What you will do: Give back the data below exactly, with every line kept the same.

-*-

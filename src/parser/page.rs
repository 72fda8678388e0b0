use std::sync::LazyLock;

use itertools::Itertools;
use regex::Regex;
use serde::{Deserialize, Serialize};

static SHEET_NUMBER_RES: LazyLock<Vec<Regex>> = LazyLock::new(|| {
    [
        r"(?i)\b([A-Z]-?\d{3}(?:\.\d+)?)\b",
        r"(?i)\bSheet\s*(?:No\.?|#)?\s*:?\s*([A-Z]{0,3}-?\d[A-Z0-9.-]*)",
        r"(?i)\b([A-Z]{1,2}\d{1,2}\.\d{1,2})\b",
        r"(?im)^([A-Z]-?\d+)",
    ]
    .iter()
    .map(|p| Regex::new(p).unwrap())
    .collect()
});

static SHEET_TITLE_RES: LazyLock<Vec<Regex>> = LazyLock::new(|| {
    [
        r"(?i)(?:ROOF\s+PLAN|ROOFING\s+PLAN)[^\n]*",
        r"(?i)(?:ROOF\s+DETAIL|ROOFING\s+DETAIL)S?[^\n]*",
        r"(?i)ROOF\s+SECTIONS?[^\n]*",
        r"(?i)ENLARGED\s+ROOF[^\n]*",
        r"(?i)\bLEVEL\s+\d+\s+ROOF[^\n]*",
        r"(?i)\b(?:HIGH|LOW|MAIN)\s+ROOF[^\n]*",
    ]
    .iter()
    .map(|p| Regex::new(p).unwrap())
    .collect()
});

const MAX_TITLE_CHARS: usize = 100;

/// One page of extracted text as handed over by the PDF collaborator.
#[derive(Debug, Clone, PartialEq, Serialize, Deserialize)]
pub struct PageTextUnit {
    pub page_number: u32,
    #[serde(default)]
    pub sheet_number: Option<String>,
    #[serde(default)]
    pub sheet_title: Option<String>,
    #[serde(default)]
    pub text: String,
}

impl PageTextUnit {
    pub fn new(
        page_number: u32,
        sheet_number: Option<&str>,
        sheet_title: Option<&str>,
        text: &str,
    ) -> Self {
        PageTextUnit {
            page_number,
            sheet_number: non_blank(sheet_number),
            sheet_title: non_blank(sheet_title),
            text: normalize_text(text),
        }
    }

    /// Re-applies normalization to a unit that came straight from serde.
    pub fn normalized(self) -> Self {
        PageTextUnit::new(
            self.page_number,
            self.sheet_number.as_deref(),
            self.sheet_title.as_deref(),
            &self.text,
        )
    }

    pub fn is_blank(&self) -> bool {
        self.text.trim().is_empty()
    }

    /// Title and body together, which is what the classifier sees.
    pub fn searchable_text(&self) -> String {
        match &self.sheet_title {
            Some(title) => format!("{} {}", title, self.text),
            None => self.text.clone(),
        }
    }

    pub fn label(&self) -> String {
        match &self.sheet_number {
            Some(sheet) => format!("page {} ({})", self.page_number, sheet),
            None => format!("page {}", self.page_number),
        }
    }
}

fn non_blank(value: Option<&str>) -> Option<String> {
    value
        .map(|v| normalize_text(v))
        .filter(|v| !v.is_empty())
}

/// Strip control characters and collapse all whitespace runs to one space.
pub fn normalize_text(raw: &str) -> String {
    raw.split(|c: char| c.is_whitespace() || c.is_control())
        .filter(|part| !part.is_empty())
        .join(" ")
}

/// AIA discipline designator, taken from the first letter of a sheet number.
#[derive(Debug, Clone, Copy, PartialEq, Eq, Hash, Serialize, Deserialize)]
#[serde(rename_all = "snake_case")]
pub enum Discipline {
    General,
    Civil,
    Landscape,
    Structural,
    Architectural,
    Interiors,
    Equipment,
    FireProtection,
    Plumbing,
    Mechanical,
    Electrical,
    Unknown,
}

impl Discipline {
    pub fn from_sheet_number(sheet_number: &str) -> Self {
        match sheet_number.trim().chars().next().map(|c| c.to_ascii_uppercase()) {
            Some('G') => Discipline::General,
            Some('C') => Discipline::Civil,
            Some('L') => Discipline::Landscape,
            Some('S') => Discipline::Structural,
            Some('A') => Discipline::Architectural,
            Some('I') => Discipline::Interiors,
            Some('Q') => Discipline::Equipment,
            Some('F') => Discipline::FireProtection,
            Some('P') => Discipline::Plumbing,
            Some('M') => Discipline::Mechanical,
            Some('E') => Discipline::Electrical,
            _ => Discipline::Unknown,
        }
    }
}

/// Placeholder used when no sheet number can be found on a page.
pub fn placeholder_sheet_number(page_number: u32) -> String {
    format!("PAGE-{}", page_number)
}

pub fn is_placeholder_sheet_number(sheet_number: &str) -> bool {
    sheet_number
        .strip_prefix("PAGE-")
        .is_some_and(|n| !n.is_empty() && n.chars().all(|c| c.is_ascii_digit()))
}

/// Title-block sheet number: the most frequent hit of the first pattern
/// family that matches anything.
pub fn infer_sheet_number(text: &str, page_number: u32) -> String {
    for re in SHEET_NUMBER_RES.iter() {
        let hits: Vec<String> = re
            .captures_iter(text)
            .map(|c| c[1].to_uppercase())
            .collect();
        if hits.is_empty() {
            continue;
        }
        let counts = hits.iter().counts();
        // ties keep the first-seen hit
        let mut best: Option<(&String, usize)> = None;
        for hit in hits.iter().unique() {
            let n = counts[hit];
            if best.map_or(true, |(_, b)| n > b) {
                best = Some((hit, n));
            }
        }
        if let Some((hit, _)) = best {
            return hit.clone();
        }
    }
    placeholder_sheet_number(page_number)
}

pub fn infer_sheet_title(text: &str) -> Option<String> {
    SHEET_TITLE_RES.iter().find_map(|re| {
        re.find(text).map(|m| {
            m.as_str()
                .trim()
                .chars()
                .take(MAX_TITLE_CHARS)
                .collect::<String>()
        })
    })
}

// ── Tests ──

-*-

Answer:
filename src/parser/page.rs
repository 72fda8678388e0b0
use std::sync::LazyLock;

use itertools::Itertools;
use regex::Regex;
use serde::{Deserialize, Serialize};

static SHEET_NUMBER_RES: LazyLock<Vec<Regex>> = LazyLock::new(|| {
    [
        r"(?i)\b([A-Z]-?\d{3}(?:\.\d+)?)\b",
        r"(?i)\bSheet\s*(?:No\.?|#)?\s*:?\s*([A-Z]{0,3}-?\d[A-Z0-9.-]*)",
        r"(?i)\b([A-Z]{1,2}\d{1,2}\.\d{1,2})\b",
        r"(?im)^([A-Z]-?\d+)",
    ]
    .iter()
    .map(|p| Regex::new(p).unwrap())
    .collect()
});

static SHEET_TITLE_RES: LazyLock<Vec<Regex>> = LazyLock::new(|| {
    [
        r"(?i)(?:ROOF\s+PLAN|ROOFING\s+PLAN)[^\n]*",
        r"(?i)(?:ROOF\s+DETAIL|ROOFING\s+DETAIL)S?[^\n]*",
        r"(?i)ROOF\s+SECTIONS?[^\n]*",
        r"(?i)ENLARGED\s+ROOF[^\n]*",
        r"(?i)\bLEVEL\s+\d+\s+ROOF[^\n]*",
        r"(?i)\b(?:HIGH|LOW|MAIN)\s+ROOF[^\n]*",
    ]
    .iter()
    .map(|p| Regex::new(p).unwrap())
    .collect()
});

const MAX_TITLE_CHARS: usize = 100;

/// One page of extracted text as handed over by the PDF collaborator.
#[derive(Debug, Clone, PartialEq, Serialize, Deserialize)]
pub struct PageTextUnit {
    pub page_number: u32,
    #[serde(default)]
    pub sheet_number: Option<String>,
    #[serde(default)]
    pub sheet_title: Option<String>,
    #[serde(default)]
    pub text: String,
}

impl PageTextUnit {
    pub fn new(
        page_number: u32,
        sheet_number: Option<&str>,
        sheet_title: Option<&str>,
        text: &str,
    ) -> Self {
        PageTextUnit {
            page_number,
            sheet_number: non_blank(sheet_number),
            sheet_title: non_blank(sheet_title),
            text: normalize_text(text),
        }
    }

    /// Re-applies normalization to a unit that came straight from serde.
    pub fn normalized(self) -> Self {
        PageTextUnit::new(
            self.page_number,
            self.sheet_number.as_deref(),
            self.sheet_title.as_deref(),
            &self.text,
        )
    }

    pub fn is_blank(&self) -> bool {
        self.text.trim().is_empty()
    }

    /// Title and body together, which is what the classifier sees.
    pub fn searchable_text(&self) -> String {
        match &self.sheet_title {
            Some(title) => format!("{} {}", title, self.text),
            None => self.text.clone(),
        }
    }

    pub fn label(&self) -> String {
        match &self.sheet_number {
            Some(sheet) => format!("page {} ({})", self.page_number, sheet),
            None => format!("page {}", self.page_number),
        }
    }
}

fn non_blank(value: Option<&str>) -> Option<String> {
    value
        .map(|v| normalize_text(v))
        .filter(|v| !v.is_empty())
}

/// Strip control characters and collapse all whitespace runs to one space.
pub fn normalize_text(raw: &str) -> String {
    raw.split(|c: char| c.is_whitespace() || c.is_control())
        .filter(|part| !part.is_empty())
        .join(" ")
}

/// AIA discipline designator, taken from the first letter of a sheet number.
#[derive(Debug, Clone, Copy, PartialEq, Eq, Hash, Serialize, Deserialize)]
#[serde(rename_all = "snake_case")]
pub enum Discipline {
    General,
    Civil,
    Landscape,
    Structural,
    Architectural,
    Interiors,
    Equipment,
    FireProtection,
    Plumbing,
    Mechanical,
    Electrical,
    Unknown,
}

impl Discipline {
    pub fn from_sheet_number(sheet_number: &str) -> Self {
        match sheet_number.trim().chars().next().map(|c| c.to_ascii_uppercase()) {
            Some('G') => Discipline::General,
            Some('C') => Discipline::Civil,
            Some('L') => Discipline::Landscape,
            Some('S') => Discipline::Structural,
            Some('A') => Discipline::Architectural,
            Some('I') => Discipline::Interiors,
            Some('Q') => Discipline::Equipment,
            Some('F') => Discipline::FireProtection,
            Some('P') => Discipline::Plumbing,
            Some('M') => Discipline::Mechanical,
            Some('E') => Discipline::Electrical,
            _ => Discipline::Unknown,
        }
    }
}

/// Placeholder used when no sheet number can be found on a page.
pub fn placeholder_sheet_number(page_number: u32) -> String {
    format!("PAGE-{}", page_number)
}

pub fn is_placeholder_sheet_number(sheet_number: &str) -> bool {
    sheet_number
        .strip_prefix("PAGE-")
        .is_some_and(|n| !n.is_empty() && n.chars().all(|c| c.is_ascii_digit()))
}

/// Title-block sheet number: the most frequent hit of the first pattern
/// family that matches anything.
pub fn infer_sheet_number(text: &str, page_number: u32) -> String {
    for re in SHEET_NUMBER_RES.iter() {
        let hits: Vec<String> = re
            .captures_iter(text)
            .map(|c| c[1].to_uppercase())
            .collect();
        if hits.is_empty() {
            continue;
        }
        let counts = hits.iter().counts();
        // ties keep the first-seen hit
        let mut best: Option<(&String, usize)> = None;
        for hit in hits.iter().unique() {
            let n = counts[hit];
            if best.map_or(true, |(_, b)| n > b) {
                best = Some((hit, n));
            }
        }
        if let Some((hit, _)) = best {
            return hit.clone();
        }
    }
    placeholder_sheet_number(page_number)
}

pub fn infer_sheet_title(text: &str) -> Option<String> {
    SHEET_TITLE_RES.iter().find_map(|re| {
        re.find(text).map(|m| {
            m.as_str()
                .trim()
                .chars()
                .take(MAX_TITLE_CHARS)
                .collect::<String>()
        })
    })
}

// ── Tests ──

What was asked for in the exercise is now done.